An innovative new technique to repair the nerves of people who have suffered serious hand injuries is to be trialled on patients at Queen Elizabeth Hospital Birmingham (QEHB).
The CONNECT (COnduit Nerve approximation versus Neurorrhaphy Evaluation of Clinical outcome Trial) study will evaluate the benefits of using “tensionless repair” to improve the quality of nerve regeneration in injured patients.
The process involves using a biodegradable nerve guide to assist the regeneration process rather than stitching severed nerve ends together directly via microsurgery, which is the current approach.
The guide, or conduit, is a small tube which is fitted around the severed nerve ends with the aim of promoting and assisting regeneration, before eventually dissolving and being safely absorbed by the body.
Around 170 patients will be recruited over the next 18 months with a third receiving the new treatment, a third the current standard treatment and the rest a combination of the two.
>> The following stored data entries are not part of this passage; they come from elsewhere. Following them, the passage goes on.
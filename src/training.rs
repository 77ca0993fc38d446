//! Offline training stage: evaluate, refit on every row, export.

use crate::config::TrainingConfig;
use crate::data::LabeledDataset;
use crate::error::Result;
use crate::evaluation::{run_evaluation, EvaluationSummary};
use crate::pipeline::FittedPipeline;
use std::path::PathBuf;

/// What a training run produced.
#[derive(Debug, Clone)]
pub struct TrainingOutcome {
    /// The shipped pipeline, fit on 100% of the rows
    pub pipeline: FittedPipeline,
    /// Evaluation measured before the refit, if enabled
    pub evaluation: Option<EvaluationSummary>,
    /// Artifact location
    pub artifact: PathBuf,
    /// Artifact size in bytes
    pub artifact_bytes: usize,
}

/// Evaluates on splits of `dataset`, then fits the shipped pipeline on all of it.
///
/// The evaluation is stored in the pipeline's metadata but was measured on
/// different fits than the one returned.
///
/// # Errors
///
/// Returns configuration, evaluation, or fit errors.
pub fn fit_for_export(dataset: &LabeledDataset, config: &TrainingConfig) -> Result<FittedPipeline> {
    config.validate()?;
    let evaluation = if config.evaluate {
        Some(run_evaluation(
            dataset,
            &config.booster,
            &config.evaluation_plan(),
        )?)
    } else {
        log::info!("evaluation disabled; fitting shipped pipeline directly");
        None
    };

    log::info!("refitting on all {} rows", dataset.len());
    let pipeline = FittedPipeline::fit(dataset, &config.booster)?;
    Ok(match evaluation {
        Some(summary) => pipeline.with_evaluation(summary),
        None => pipeline,
    })
}

/// Loads the configured dataset, trains, and writes the artifact.
///
/// # Errors
///
/// Returns dataset errors ([`crate::PipelineError::SchemaMismatch`],
/// [`crate::PipelineError::InvalidLabel`], I/O), configuration errors, or
/// artifact write errors.
pub fn train_and_export(config: &TrainingConfig) -> Result<TrainingOutcome> {
    config.validate()?;
    let dataset = LabeledDataset::from_path(&config.dataset)?;
    let pipeline = fit_for_export(&dataset, config)?;
    let artifact_bytes = pipeline.save(&config.artifact)?;
    Ok(TrainingOutcome {
        evaluation: pipeline.metadata().evaluation.clone(),
        pipeline,
        artifact: config.artifact.clone(),
        artifact_bytes,
    })
}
They will be followed up a year later to see if the new technique has any significant benefits.
The trial is being backed by Dutch company Polyganics, which has developed the biodegradable NEUROLAC® nerve conduit which will be used and will be supported by the team from the QEHB-based NIHR Surgical Reconstruction and Microbiology Research Centre – which specialises in trauma research.
Mr Dominic Power, consultant hand and peripheral nerve surgeon at the Birmingham Hand Centre, also based at QEHB, will lead the study.
He said: “Complex nerve injuries to the hand are quite common, with approximately 300,000 cases a year in Europe alone.
“However, stitching the nerve ends together directly, as we do now, causes scarring which can inhibit the regenerative process and leads to ongoing problems for 1 in 20 patients, some of whom will need further surgery.”
Mr Power continued: “We hope to show that by using a nerve conduit to bring the nerve ends together patients will experience fewer complications, less pain and achieve better sensation and functionality in their fingers following initial surgery.
“If the technique proves beneficial it can potentially be applied to other nerves elsewhere in the body.
“Birmingham has been leading the way in nerve research in the UK and I hope that the results of this study will lead to further benefits for patients worldwide.”